TASK
Run through the data and copy out every line that mentions the word "with".

DATA SHOWN
************
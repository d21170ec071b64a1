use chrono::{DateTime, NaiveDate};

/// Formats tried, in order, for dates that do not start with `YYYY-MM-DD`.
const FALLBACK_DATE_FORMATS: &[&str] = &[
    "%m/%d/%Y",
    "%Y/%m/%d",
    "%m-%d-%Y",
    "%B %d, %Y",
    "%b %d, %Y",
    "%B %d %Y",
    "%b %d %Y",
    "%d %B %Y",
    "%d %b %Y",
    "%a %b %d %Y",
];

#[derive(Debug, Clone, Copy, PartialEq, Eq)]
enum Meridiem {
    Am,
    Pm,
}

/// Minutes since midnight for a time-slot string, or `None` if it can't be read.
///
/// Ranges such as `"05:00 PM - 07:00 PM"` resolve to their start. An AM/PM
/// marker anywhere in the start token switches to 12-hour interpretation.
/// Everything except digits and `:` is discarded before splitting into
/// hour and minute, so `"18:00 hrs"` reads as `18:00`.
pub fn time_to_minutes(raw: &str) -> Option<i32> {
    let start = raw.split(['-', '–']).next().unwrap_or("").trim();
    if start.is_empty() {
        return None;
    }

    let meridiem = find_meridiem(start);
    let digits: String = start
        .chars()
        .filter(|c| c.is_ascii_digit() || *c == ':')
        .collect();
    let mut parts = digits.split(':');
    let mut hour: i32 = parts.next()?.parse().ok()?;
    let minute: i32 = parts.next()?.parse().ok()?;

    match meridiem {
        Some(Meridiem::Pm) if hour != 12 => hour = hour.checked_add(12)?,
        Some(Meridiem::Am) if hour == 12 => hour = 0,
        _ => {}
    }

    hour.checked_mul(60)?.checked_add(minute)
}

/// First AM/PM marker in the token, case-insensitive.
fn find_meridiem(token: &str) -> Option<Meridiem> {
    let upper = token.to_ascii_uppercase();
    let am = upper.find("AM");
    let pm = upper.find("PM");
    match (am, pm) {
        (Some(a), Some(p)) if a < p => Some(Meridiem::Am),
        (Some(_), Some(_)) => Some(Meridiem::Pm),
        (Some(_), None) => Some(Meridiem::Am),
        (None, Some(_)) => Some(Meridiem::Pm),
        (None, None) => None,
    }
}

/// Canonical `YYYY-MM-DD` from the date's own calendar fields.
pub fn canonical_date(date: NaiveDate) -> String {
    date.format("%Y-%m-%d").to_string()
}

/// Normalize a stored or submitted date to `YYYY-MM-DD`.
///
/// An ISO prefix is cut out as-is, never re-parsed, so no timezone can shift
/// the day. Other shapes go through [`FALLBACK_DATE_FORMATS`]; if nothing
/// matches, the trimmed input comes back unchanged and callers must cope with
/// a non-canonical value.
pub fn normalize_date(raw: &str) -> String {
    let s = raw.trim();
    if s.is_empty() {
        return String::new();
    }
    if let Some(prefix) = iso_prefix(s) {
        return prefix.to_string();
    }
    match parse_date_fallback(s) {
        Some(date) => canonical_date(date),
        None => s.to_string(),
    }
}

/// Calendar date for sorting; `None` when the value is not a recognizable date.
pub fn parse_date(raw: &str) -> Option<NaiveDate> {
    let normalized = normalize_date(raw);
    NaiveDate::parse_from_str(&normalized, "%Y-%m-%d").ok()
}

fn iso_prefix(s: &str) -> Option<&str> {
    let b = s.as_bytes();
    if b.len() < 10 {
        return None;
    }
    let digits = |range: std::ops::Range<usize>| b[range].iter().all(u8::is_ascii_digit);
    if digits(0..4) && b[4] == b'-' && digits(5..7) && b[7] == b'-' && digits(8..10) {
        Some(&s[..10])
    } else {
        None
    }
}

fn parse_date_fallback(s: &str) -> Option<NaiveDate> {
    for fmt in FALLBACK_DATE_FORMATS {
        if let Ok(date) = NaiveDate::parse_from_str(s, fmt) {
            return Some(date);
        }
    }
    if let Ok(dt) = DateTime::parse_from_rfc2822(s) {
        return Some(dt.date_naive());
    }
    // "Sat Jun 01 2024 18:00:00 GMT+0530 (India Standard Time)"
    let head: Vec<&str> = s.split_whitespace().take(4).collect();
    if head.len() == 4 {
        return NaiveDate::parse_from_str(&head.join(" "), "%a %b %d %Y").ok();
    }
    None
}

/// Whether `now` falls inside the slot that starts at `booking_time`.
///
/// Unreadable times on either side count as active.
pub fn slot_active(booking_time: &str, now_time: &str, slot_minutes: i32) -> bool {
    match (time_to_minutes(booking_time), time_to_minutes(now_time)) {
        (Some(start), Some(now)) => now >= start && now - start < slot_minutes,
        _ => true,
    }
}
************
EXERCISE SOLUTION
/// Formats tried, in order, for dates that do not start with `YYYY-MM-DD`.
/// matches, the trimmed input comes back unchanged and callers must cope with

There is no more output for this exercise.